### Source records
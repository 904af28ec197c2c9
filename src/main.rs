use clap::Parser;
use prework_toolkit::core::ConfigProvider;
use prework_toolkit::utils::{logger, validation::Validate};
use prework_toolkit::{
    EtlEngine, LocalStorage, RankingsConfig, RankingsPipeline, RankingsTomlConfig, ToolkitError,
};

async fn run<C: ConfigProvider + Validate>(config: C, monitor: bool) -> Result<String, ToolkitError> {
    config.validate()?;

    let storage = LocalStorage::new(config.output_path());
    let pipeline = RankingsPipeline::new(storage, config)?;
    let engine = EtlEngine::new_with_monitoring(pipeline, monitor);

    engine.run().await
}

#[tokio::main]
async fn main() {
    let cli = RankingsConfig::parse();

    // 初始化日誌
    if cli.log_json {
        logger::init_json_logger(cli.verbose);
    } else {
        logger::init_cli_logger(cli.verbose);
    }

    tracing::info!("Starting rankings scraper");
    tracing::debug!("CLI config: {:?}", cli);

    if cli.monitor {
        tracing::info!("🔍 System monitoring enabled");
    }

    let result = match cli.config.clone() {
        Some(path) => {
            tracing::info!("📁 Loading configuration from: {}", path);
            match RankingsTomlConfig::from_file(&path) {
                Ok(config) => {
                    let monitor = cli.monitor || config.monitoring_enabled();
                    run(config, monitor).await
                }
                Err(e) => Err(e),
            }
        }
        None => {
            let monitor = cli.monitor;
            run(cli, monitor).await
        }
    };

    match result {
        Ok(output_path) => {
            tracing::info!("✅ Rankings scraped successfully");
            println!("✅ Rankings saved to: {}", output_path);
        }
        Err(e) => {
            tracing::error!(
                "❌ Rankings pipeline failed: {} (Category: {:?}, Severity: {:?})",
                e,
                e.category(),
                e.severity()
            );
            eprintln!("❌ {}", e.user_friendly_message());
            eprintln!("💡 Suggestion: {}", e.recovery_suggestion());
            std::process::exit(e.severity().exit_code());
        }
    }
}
* * *
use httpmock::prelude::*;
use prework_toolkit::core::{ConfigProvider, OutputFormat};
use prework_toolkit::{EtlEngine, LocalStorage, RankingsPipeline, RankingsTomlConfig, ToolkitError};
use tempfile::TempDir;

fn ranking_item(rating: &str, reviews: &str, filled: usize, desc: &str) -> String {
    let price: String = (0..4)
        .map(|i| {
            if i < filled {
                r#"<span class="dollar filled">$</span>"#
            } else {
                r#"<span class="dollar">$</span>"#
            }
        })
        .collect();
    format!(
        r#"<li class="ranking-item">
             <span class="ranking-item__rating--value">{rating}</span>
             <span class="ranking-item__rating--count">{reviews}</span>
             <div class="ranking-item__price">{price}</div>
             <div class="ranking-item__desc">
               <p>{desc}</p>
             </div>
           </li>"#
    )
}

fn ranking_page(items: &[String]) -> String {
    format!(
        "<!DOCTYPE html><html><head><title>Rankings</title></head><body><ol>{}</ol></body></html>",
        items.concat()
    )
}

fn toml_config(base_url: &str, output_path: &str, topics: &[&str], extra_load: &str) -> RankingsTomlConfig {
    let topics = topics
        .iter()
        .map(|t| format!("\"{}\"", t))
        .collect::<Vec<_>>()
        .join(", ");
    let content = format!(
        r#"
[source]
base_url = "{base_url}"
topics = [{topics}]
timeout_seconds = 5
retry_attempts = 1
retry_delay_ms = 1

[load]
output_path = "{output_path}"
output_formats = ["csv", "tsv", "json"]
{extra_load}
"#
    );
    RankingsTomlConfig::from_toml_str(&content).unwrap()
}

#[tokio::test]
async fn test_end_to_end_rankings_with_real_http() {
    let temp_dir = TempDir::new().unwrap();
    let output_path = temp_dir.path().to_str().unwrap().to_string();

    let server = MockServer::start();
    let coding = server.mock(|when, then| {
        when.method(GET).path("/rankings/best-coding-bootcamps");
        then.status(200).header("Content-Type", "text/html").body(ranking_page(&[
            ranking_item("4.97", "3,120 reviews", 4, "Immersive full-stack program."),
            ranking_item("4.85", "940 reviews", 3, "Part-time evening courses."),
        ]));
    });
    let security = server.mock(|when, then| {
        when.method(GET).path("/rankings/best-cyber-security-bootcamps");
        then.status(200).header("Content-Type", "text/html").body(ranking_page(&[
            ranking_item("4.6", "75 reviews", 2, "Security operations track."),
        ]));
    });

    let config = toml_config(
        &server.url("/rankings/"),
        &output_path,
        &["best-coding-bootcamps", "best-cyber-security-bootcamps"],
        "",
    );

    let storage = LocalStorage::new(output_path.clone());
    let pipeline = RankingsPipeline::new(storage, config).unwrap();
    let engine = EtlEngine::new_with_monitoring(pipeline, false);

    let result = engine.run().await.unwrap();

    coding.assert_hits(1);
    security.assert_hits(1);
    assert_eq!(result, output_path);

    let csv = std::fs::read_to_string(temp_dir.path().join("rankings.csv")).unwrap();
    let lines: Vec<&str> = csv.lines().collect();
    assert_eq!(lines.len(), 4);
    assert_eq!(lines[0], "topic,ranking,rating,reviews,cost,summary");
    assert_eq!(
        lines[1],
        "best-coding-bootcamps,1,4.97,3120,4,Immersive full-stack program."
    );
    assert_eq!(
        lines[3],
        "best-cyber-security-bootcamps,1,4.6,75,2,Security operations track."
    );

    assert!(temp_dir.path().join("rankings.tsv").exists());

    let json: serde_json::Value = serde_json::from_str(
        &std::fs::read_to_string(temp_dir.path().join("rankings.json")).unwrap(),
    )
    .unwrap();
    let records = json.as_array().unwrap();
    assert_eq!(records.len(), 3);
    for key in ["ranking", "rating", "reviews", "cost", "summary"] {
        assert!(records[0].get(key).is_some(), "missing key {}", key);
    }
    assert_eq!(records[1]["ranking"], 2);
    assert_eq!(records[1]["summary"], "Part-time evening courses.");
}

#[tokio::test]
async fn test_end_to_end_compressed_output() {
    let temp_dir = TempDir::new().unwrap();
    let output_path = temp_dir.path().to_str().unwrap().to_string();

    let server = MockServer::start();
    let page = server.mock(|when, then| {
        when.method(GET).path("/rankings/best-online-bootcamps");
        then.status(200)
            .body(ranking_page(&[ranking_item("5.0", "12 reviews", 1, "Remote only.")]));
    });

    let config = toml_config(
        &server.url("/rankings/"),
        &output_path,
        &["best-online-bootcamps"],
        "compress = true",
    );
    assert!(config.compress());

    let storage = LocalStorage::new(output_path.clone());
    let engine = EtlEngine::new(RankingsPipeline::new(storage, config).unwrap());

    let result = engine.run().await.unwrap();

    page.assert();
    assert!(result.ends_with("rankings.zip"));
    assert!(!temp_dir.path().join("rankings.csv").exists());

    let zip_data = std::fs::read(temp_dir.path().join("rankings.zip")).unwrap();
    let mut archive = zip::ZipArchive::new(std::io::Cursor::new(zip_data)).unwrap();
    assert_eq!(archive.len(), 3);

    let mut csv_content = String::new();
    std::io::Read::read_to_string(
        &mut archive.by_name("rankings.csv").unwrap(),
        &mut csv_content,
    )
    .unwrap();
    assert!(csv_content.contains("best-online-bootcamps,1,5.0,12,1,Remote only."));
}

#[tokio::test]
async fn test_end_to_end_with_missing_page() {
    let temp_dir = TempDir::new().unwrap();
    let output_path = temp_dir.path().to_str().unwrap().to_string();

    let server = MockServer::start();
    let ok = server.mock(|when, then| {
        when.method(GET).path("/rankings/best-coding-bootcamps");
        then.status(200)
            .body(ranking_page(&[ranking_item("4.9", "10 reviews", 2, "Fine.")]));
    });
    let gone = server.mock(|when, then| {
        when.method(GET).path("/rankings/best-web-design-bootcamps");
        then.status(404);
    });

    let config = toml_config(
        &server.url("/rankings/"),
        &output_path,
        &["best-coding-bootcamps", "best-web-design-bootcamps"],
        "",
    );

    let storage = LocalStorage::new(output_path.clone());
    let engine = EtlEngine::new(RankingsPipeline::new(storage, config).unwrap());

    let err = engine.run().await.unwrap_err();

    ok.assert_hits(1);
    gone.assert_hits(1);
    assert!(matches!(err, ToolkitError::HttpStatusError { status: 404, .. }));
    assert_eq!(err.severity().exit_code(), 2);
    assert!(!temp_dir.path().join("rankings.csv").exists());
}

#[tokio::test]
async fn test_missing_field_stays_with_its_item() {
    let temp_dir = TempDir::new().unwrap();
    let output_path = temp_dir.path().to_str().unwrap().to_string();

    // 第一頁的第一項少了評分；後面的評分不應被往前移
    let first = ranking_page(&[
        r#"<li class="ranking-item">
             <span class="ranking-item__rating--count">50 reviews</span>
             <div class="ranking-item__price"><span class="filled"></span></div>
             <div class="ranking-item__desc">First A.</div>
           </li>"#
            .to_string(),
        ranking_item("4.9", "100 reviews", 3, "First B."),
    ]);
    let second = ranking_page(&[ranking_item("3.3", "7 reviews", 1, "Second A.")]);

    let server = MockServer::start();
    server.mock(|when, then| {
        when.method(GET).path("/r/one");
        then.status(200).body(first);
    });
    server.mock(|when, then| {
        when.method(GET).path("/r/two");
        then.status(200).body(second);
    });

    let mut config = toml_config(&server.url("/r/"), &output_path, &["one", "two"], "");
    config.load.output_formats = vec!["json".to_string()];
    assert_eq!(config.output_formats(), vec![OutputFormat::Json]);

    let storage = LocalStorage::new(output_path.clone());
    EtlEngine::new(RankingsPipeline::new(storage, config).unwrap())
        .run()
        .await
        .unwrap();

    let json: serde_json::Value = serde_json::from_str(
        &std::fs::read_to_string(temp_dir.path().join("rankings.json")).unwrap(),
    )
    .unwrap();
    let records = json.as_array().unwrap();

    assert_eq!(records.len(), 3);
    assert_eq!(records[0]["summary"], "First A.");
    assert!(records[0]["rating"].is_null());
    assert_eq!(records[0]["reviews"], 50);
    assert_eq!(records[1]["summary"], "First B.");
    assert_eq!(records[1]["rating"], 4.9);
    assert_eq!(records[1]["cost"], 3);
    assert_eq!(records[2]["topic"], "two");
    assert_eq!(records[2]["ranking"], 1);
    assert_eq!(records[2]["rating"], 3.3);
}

### Requirement
Read the listing. Report every line that includes the word "lines".

### Response to this exercise
    let lines: Vec<&str> = csv.lines().collect();
    assert_eq!(lines.len(), 4);
    assert_eq!(lines[0], "topic,ranking,rating,reviews,cost,summary");
        lines[1],
        lines[3],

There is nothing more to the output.